Short of having a third class medical certificate in hand, I’m pretty much representing an ideal prospective student for these schools.

When I started conducting this research, I fully expected to find a number of schools—something like a third to a half—that were missing the mark in this area.

I could not have been more wrong.

In my first two months of embarking on this research, I kept waiting to find a cluster of schools that really got it. I tried different areas of the country, different school sizes, and mixed it up until I finally came to realize that, for most schools, dealing with a new prospect is a big problem—in fact, it is a pandemic within our industry.
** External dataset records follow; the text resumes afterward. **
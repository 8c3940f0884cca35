//! Example editing a Build engine GRP file in place
//!
//! Lists the archive, then applies an optional edit and commits it.
//! Run with `RUST_LOG=debug` to see every structural change.

use fat_archive::formats::grp;
use fat_archive::{EntryAttributes, FILETYPE_GENERIC};
use std::env;
use std::io::Write;

fn main() -> Result<(), Box<dyn std::error::Error>> {
    env_logger::init();

    let args: Vec<String> = env::args().collect();
    if args.len() < 2 {
        eprintln!("Usage: {} <grp_file> [command]", args[0]);
        eprintln!("\nCommands:");
        eprintln!("  add <name> <source> [before]   Insert a file from disk");
        eprintln!("  rm <name>                      Remove a file");
        eprintln!("  mv <old> <new>                 Rename a file");
        eprintln!("  resize <name> <bytes>          Change a file's size");
        return Ok(());
    }

    let mut archive = grp::open_path(&args[1])?;
    let command: Vec<&str> = args[2..].iter().map(|s| s.as_str()).collect();

    match command.as_slice() {
        [] => {}
        ["add", name, source, rest @ ..] => {
            let data = std::fs::read(source)?;
            let before = match rest.first() {
                Some(b) => Some(archive.find(b).ok_or_else(|| format!("{b} not found"))?),
                None => None,
            };
            let entry = archive.insert(
                before.as_ref(),
                name,
                data.len() as u64,
                FILETYPE_GENERIC,
                EntryAttributes::empty(),
            )?;
            archive.open(&entry)?.write_all(&data)?;
        }
        ["rm", name] => {
            let entry = archive.find(name).ok_or_else(|| format!("{name} not found"))?;
            archive.remove(&entry)?;
        }
        ["mv", old, new] => {
            let entry = archive.find(old).ok_or_else(|| format!("{old} not found"))?;
            archive.rename(&entry, new)?;
        }
        ["resize", name, bytes] => {
            let entry = archive.find(name).ok_or_else(|| format!("{name} not found"))?;
            let size: u64 = bytes.parse()?;
            archive.resize(&entry, size, size)?;
        }
        _ => return Err(format!("unknown command {:?}", command).into()),
    }

    println!("{:<12} {:>10} {:>10}", "Name", "Offset", "Size");
    for file in archive.files() {
        let e = file.read();
        println!("{:<12} {:>10} {:>10}", e.name, e.offset, e.stored_size);
    }

    archive.flush()?;
    Ok(())
}
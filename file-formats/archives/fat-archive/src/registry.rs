//! Registry of open sub-file windows
//!
//! Every stream handed out by an archive is a window onto the container.
//! When other files are inserted, removed or resized the window has to move
//! with its entry, so the archive keeps a weak reference to each one here.
//! Dropping the stream is enough to close it; stale records are pruned the
//! next time the registry is walked.

use crate::entry::EntryRef;
use parking_lot::Mutex;
use std::collections::HashSet;
use std::fmt;
use std::sync::{Arc, Weak};

/// Byte range of the container visible through one open stream
#[derive(Debug, Clone, Copy, PartialEq, Eq)]
pub struct Window {
    /// Absolute offset of the first visible byte
    pub start: u64,
    /// Number of visible bytes
    pub len: u64,
}

/// Window shared between a stream and the registry
pub(crate) type SharedWindow = Arc<Mutex<Window>>;

/// Weakly held windows keyed by the entry they belong to
pub struct OpenFileRegistry<X> {
    open: Vec<(EntryRef<X>, Weak<Mutex<Window>>)>,
}

impl<X> Default for OpenFileRegistry<X> {
    fn default() -> Self {
        Self { open: Vec::new() }
    }
}

impl<X> OpenFileRegistry<X> {
    /// Create an empty registry
    pub fn new() -> Self {
        Self::default()
    }

    /// Record a window derived from `entry`
    ///
    /// The same entry may be registered any number of times.
    pub(crate) fn register(&mut self, entry: &EntryRef<X>, window: &SharedWindow) {
        self.open.push((entry.clone(), Arc::downgrade(window)));
    }

    /// Apply `f` to every window whose stream is still open and whose entry
    /// is still valid
    ///
    /// Records for dropped streams or removed entries are discarded.
    pub fn for_each_live<F>(&mut self, mut f: F)
    where
        F: FnMut(&EntryRef<X>, &mut Window),
    {
        let before = self.open.len();
        self.open.retain(|(entry, weak)| {
            if !entry.is_valid() {
                return false;
            }
            match weak.upgrade() {
                Some(window) => {
                    f(entry, &mut window.lock());
                    true
                }
                None => false,
            }
        });
        let pruned = before - self.open.len();
        if pruned > 0 {
            log::trace!("Pruned {pruned} closed stream(s) from the registry");
        }
    }

    /// Move every open window on `entry` by `delta` bytes
    pub fn relocate(&mut self, entry: &EntryRef<X>, delta: i64) {
        self.relocate_matching(delta, |owner| owner.ptr_eq(entry));
    }

    /// Move every open window on any of `entries` by `delta` bytes
    ///
    /// Walks the registry once however many entries moved.
    pub fn relocate_all(&mut self, entries: &HashSet<EntryRef<X>>, delta: i64) {
        if !entries.is_empty() {
            self.relocate_matching(delta, |owner| entries.contains(owner));
        }
    }

    fn relocate_matching<P>(&mut self, delta: i64, is_moved: P)
    where
        P: Fn(&EntryRef<X>) -> bool,
    {
        self.for_each_live(|owner, window| {
            if is_moved(owner) {
                window.start = window.start.saturating_add_signed(delta);
            }
        });
    }

    /// Set the length of every open window on `entry`
    pub fn resize(&mut self, entry: &EntryRef<X>, new_len: u64) {
        self.for_each_live(|owner, window| {
            if owner.ptr_eq(entry) {
                window.len = new_len;
            }
        });
    }

    /// Number of records currently held, including ones not yet pruned
    pub fn len(&self) -> usize {
        self.open.len()
    }

    /// Whether the registry holds no records
    pub fn is_empty(&self) -> bool {
        self.open.is_empty()
    }
}

impl<X> fmt::Debug for OpenFileRegistry<X> {
    fn fmt(&self, f: &mut fmt::Formatter<'_>) -> fmt::Result {
        f.debug_struct("OpenFileRegistry")
            .field("records", &self.open.len())
            .finish()
    }
}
After doing this research, here’s some of what I now know:

  • Impersonal interaction. When you call a flight school to learn more about flight training there is a greater than 85-percent likelihood the representative of the school will not ever ask your name. For those who do, it’s usually at the end of the call, and I don’t feel strongly they even bother to write it down most times.
  • Laissez-faire staff. While just more than 75 percent of schools will offer an introductory type flight, they will almost never try and set an appointment for it. This is a problem, because adults will make appointments if you ask them to. Appointments for an introductory flight ensure the prospect understands you are serious about having them come to your school, and will (hopefully) be eminently prepared for their visit. Also, if the student prospect happens to miss the appointment, you have a great reason to call them again to reschedule.
  • All transmit, no receive. The most prevalent sales tactic is “gushing.” By that I mean the company representative literally talks on and on, and on about stuff that often doesn't matter a bit to the sales process. I’ve rarely gotten the feeling that misinformation is being offered, but I find it often difficult to get a word in edgewise and ask questions about flight training. I believe that out of the four problems I’m outlining here, this one is the biggest—and most costly for the schools. As the saying goes, “People want to know that you care, before they will care how much you know.”
  • Dispassionate or unenthusiastic. It's not so much what you say, as how you say it. We’ve all seen the infomercials with someone trying to sell us a random variety of products. A spokesperson uses certain words, and has a certain inflection, pace, and timbre to their voice to show that they're enthusiastic about a product or service. I’m not suggesting that flight training be sold in the same way that a Sham-Wow is sold. But, painting a mental picture and appealing to the emotional needs of the buyer is something that anyone who is offering their product must do if they expect to be effective. From my research, I now fully understand that most flight schools are especially bad at this. Flying is fun. Learning to fly is fun. Being able to take friends along with you on a flight is fun. Reinforcing these emotional reasons to buy is an important and necessary part of the sales process for flight schools. 

Flight schools must do a better job with customers who reach out to them by phone or in person. Out of all the people who could have contacted your school to inquire about flight training, these people did. You owe it to them, and to your bottom line, to do the best you can with them right out of the gate.

P. Jerry Lee is president and founder of aviation marketing and sales training firm Mach1 Consultants.